Below are records; how many of their lines contain "status"? Reply with the number and no other words.

───── RECORDS SUPPLIED ─────

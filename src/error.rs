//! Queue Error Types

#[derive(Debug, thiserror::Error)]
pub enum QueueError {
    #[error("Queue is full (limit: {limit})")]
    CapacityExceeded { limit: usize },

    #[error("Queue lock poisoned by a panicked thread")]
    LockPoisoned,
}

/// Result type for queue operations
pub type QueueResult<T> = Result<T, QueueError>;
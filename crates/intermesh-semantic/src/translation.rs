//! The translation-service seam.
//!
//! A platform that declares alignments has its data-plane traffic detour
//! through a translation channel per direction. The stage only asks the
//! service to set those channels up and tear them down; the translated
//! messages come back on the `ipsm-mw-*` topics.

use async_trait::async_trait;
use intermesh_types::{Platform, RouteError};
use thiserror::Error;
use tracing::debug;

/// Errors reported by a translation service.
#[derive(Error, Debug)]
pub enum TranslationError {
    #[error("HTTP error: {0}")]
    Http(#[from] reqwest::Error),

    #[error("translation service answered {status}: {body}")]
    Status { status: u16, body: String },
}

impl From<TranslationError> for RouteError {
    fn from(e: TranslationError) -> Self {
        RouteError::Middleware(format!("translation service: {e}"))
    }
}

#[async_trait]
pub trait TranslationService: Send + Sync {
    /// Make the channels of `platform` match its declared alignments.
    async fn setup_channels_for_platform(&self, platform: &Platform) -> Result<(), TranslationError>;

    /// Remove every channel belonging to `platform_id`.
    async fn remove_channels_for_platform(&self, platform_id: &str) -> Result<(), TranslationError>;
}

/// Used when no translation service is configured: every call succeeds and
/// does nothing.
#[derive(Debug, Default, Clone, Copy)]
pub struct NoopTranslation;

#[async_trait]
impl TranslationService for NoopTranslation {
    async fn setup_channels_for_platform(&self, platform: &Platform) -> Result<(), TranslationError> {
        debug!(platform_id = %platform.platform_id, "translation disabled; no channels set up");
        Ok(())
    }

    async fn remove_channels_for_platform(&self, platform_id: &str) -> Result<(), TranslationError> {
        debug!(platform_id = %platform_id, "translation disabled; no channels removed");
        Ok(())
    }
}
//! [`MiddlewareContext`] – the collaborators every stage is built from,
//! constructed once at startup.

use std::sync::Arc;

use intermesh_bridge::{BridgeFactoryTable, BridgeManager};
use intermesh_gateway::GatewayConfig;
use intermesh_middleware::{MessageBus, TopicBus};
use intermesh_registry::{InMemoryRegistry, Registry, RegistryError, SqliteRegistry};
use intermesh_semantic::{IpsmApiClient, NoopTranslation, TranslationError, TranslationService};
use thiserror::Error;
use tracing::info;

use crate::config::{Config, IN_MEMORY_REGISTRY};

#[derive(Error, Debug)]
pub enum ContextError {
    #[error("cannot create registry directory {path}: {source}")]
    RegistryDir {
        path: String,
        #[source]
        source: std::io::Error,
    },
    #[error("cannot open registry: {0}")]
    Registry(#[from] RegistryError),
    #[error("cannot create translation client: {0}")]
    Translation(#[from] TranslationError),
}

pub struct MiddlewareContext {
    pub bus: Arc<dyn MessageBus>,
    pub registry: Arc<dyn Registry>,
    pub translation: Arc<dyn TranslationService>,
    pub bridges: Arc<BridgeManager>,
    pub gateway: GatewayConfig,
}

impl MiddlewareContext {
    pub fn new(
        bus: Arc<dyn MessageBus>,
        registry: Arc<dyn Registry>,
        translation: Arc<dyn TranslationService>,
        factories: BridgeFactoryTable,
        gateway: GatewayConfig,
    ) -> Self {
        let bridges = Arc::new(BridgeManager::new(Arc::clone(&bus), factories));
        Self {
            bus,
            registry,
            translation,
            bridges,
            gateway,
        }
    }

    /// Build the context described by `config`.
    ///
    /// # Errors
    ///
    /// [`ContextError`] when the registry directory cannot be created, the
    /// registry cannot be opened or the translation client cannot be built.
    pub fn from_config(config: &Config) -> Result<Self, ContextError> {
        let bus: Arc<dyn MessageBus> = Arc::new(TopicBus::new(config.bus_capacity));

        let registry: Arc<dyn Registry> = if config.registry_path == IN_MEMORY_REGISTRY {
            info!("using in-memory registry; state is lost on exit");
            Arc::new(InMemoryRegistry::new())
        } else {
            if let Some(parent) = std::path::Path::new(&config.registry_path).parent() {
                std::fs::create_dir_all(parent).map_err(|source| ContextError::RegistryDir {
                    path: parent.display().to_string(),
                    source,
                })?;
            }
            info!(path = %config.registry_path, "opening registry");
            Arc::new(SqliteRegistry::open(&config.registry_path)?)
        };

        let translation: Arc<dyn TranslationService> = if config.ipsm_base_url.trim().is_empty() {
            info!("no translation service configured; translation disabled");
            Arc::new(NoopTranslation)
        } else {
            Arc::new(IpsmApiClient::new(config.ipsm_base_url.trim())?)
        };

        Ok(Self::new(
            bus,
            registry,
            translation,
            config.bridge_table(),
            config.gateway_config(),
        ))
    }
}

─────

* _ANSWER TO THIS PROBLEM_: 2